> **Brief**
Pick out each line of the records that includes the string "MessageRecord", and copy it.

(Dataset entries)
↓
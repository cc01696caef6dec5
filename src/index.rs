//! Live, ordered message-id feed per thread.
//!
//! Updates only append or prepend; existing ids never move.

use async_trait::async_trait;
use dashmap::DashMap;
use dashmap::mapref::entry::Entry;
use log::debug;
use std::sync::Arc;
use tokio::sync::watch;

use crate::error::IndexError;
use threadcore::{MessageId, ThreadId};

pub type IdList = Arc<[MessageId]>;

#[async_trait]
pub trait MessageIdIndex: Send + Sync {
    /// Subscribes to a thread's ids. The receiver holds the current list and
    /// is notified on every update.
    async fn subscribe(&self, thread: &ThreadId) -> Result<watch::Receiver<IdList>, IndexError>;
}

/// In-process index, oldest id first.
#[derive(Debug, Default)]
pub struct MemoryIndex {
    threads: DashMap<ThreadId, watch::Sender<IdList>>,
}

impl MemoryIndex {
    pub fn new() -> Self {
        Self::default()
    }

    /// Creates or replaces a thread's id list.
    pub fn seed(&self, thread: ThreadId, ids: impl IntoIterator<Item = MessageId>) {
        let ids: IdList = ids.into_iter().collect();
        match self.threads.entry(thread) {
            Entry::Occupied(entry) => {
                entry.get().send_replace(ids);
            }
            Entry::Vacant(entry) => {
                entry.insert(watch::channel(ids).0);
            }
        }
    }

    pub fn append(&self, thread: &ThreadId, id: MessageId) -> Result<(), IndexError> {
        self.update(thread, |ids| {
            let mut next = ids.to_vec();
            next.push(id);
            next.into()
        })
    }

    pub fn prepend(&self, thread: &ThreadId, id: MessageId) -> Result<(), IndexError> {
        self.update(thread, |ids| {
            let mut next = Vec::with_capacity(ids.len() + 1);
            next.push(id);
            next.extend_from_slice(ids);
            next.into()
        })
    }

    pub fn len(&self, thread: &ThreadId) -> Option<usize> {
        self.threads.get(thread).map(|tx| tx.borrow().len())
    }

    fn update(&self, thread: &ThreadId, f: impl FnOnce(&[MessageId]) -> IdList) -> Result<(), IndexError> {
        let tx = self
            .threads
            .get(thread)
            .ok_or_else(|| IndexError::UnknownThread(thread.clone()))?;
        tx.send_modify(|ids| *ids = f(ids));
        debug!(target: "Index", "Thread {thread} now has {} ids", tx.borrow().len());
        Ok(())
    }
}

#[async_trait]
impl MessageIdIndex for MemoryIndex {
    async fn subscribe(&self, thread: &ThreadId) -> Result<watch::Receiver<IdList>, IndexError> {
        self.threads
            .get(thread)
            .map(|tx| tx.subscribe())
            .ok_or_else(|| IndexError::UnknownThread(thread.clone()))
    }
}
↑
↓
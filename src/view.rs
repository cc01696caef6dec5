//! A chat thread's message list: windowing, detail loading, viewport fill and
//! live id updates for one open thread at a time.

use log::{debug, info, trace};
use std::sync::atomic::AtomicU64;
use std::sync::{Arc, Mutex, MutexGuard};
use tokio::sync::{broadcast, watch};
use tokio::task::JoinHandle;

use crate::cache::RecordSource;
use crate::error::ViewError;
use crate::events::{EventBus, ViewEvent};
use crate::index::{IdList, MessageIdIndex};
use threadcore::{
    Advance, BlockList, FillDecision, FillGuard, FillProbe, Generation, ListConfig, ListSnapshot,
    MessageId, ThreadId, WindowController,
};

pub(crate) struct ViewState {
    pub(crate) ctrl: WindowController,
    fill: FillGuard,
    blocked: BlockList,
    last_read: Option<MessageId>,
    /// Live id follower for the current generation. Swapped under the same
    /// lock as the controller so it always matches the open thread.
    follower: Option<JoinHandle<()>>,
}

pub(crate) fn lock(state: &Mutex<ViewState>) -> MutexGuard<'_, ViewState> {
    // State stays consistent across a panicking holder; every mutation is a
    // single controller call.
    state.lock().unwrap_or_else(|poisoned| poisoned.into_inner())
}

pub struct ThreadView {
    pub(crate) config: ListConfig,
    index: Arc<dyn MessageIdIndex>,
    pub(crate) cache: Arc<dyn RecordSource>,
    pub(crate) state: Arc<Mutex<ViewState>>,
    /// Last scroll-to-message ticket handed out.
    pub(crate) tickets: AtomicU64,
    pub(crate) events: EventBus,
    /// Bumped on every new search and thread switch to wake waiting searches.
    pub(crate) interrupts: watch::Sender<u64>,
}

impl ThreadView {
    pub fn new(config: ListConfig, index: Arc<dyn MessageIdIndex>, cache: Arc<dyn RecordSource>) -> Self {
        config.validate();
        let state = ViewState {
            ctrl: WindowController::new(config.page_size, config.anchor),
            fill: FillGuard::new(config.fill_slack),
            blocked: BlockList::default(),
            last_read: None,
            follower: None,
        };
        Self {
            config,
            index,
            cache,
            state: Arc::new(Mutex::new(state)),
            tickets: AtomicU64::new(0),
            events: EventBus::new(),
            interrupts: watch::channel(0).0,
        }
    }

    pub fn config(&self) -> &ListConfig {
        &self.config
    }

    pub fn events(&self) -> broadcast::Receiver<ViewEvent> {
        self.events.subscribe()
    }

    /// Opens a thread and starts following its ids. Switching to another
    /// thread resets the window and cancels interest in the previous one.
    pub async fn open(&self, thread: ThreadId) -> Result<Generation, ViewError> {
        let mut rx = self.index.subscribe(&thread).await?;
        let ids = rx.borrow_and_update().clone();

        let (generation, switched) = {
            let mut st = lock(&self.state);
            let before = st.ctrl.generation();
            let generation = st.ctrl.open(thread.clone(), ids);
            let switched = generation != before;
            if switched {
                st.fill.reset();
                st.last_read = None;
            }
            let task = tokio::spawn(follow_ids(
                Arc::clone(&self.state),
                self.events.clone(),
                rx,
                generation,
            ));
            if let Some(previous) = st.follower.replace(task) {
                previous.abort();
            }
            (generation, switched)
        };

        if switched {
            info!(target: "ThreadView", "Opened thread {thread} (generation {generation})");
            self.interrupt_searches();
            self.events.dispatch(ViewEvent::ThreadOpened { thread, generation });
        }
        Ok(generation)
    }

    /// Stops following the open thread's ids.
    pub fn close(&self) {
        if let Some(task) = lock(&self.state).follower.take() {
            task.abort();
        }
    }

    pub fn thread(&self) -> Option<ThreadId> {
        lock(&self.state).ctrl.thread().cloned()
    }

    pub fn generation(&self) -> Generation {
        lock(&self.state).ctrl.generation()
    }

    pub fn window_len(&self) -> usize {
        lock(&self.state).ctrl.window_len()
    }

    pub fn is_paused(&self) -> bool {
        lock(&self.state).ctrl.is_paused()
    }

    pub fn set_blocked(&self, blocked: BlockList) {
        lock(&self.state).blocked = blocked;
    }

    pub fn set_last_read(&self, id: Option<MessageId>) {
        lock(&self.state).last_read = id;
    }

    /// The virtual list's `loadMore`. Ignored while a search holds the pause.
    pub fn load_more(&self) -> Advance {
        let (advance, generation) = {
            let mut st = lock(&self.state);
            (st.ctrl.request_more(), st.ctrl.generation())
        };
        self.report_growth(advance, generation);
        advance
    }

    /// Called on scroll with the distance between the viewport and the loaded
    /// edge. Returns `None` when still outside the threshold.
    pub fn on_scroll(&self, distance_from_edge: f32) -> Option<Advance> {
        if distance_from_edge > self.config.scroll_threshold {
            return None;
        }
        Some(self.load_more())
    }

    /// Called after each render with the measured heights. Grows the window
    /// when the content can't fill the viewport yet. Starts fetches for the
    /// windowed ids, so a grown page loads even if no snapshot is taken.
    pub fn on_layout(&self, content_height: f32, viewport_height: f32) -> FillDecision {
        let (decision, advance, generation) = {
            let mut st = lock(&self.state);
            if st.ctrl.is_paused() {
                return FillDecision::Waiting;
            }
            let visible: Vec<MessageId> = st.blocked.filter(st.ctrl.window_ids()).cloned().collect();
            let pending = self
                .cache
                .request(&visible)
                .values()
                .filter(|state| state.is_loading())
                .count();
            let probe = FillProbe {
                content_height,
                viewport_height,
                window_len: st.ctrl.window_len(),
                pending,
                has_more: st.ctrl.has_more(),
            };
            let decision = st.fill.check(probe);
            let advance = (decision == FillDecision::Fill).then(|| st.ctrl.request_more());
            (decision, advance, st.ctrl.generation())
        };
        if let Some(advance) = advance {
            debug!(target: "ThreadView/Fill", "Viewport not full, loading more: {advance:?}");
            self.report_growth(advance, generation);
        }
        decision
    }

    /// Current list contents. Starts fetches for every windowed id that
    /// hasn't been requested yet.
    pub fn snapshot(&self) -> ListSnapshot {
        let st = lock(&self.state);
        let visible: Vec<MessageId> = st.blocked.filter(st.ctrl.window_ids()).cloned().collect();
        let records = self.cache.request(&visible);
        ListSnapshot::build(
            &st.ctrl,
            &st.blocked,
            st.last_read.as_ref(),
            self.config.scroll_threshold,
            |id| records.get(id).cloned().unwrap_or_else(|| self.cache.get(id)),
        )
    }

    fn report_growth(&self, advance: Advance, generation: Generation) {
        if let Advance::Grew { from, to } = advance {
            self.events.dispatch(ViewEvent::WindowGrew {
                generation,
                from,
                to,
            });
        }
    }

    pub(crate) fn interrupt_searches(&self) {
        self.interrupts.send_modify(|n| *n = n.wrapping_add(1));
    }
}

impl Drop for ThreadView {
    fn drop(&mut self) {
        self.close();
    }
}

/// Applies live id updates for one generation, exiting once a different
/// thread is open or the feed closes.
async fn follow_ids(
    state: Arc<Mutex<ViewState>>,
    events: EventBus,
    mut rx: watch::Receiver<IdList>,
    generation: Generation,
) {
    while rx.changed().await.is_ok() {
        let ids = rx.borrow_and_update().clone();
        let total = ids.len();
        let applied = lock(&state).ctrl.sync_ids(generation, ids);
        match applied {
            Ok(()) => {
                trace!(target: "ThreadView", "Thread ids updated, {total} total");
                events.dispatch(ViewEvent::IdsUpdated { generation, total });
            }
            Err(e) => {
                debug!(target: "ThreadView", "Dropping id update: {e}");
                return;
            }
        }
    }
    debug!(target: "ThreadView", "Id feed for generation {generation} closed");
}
↑
↓
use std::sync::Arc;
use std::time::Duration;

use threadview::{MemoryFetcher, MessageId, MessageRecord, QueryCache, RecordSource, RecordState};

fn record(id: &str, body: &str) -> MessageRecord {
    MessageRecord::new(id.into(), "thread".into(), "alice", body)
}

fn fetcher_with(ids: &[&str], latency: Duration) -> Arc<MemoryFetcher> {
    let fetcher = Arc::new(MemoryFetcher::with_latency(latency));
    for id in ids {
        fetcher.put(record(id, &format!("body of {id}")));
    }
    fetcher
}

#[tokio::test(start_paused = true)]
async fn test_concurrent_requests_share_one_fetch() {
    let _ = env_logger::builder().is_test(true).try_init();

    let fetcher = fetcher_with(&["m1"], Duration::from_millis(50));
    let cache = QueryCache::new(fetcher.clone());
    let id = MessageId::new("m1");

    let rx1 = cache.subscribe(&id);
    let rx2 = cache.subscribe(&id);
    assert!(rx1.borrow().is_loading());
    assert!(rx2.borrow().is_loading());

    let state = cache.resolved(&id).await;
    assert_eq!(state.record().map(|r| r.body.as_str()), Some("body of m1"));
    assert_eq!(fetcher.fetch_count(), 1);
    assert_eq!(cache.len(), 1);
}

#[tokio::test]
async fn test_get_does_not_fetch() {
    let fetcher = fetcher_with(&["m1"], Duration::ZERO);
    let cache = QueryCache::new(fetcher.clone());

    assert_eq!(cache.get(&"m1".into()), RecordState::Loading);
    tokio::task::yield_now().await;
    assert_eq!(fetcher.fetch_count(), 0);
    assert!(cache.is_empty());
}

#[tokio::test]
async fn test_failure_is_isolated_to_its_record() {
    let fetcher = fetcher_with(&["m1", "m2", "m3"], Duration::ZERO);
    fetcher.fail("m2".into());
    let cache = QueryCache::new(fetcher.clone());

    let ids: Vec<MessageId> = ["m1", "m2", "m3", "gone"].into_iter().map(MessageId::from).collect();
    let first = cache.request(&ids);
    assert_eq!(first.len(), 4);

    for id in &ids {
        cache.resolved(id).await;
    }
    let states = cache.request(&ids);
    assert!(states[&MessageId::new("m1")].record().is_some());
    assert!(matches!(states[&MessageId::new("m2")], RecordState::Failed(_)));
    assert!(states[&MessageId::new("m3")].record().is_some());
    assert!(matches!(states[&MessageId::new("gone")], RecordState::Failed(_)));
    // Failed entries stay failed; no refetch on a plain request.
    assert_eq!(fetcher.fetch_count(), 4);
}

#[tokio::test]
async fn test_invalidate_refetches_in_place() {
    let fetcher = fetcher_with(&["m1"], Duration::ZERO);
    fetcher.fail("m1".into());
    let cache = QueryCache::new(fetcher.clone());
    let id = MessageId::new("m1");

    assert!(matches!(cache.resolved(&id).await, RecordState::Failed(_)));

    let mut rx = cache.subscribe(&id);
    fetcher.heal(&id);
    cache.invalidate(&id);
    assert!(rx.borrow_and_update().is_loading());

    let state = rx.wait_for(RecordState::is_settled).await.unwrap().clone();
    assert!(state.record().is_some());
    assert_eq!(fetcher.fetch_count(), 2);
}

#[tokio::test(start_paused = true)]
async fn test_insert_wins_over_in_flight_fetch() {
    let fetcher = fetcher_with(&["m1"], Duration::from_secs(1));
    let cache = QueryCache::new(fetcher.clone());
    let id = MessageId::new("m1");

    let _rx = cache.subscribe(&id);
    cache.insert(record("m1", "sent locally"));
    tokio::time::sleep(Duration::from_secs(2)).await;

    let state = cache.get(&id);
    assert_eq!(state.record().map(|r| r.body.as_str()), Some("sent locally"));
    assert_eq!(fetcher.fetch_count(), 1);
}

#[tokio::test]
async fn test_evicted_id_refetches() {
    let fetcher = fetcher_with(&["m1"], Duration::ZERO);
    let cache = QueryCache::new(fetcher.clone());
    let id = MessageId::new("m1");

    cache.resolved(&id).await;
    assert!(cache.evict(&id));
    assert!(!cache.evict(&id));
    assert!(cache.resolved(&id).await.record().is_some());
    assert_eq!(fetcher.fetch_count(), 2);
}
↑
> **Answer**
use threadview::{MemoryFetcher, MessageId, MessageRecord, QueryCache, RecordSource, RecordState};
fn record(id: &str, body: &str) -> MessageRecord {
    MessageRecord::new(id.into(), "thread".into(), "alice", body)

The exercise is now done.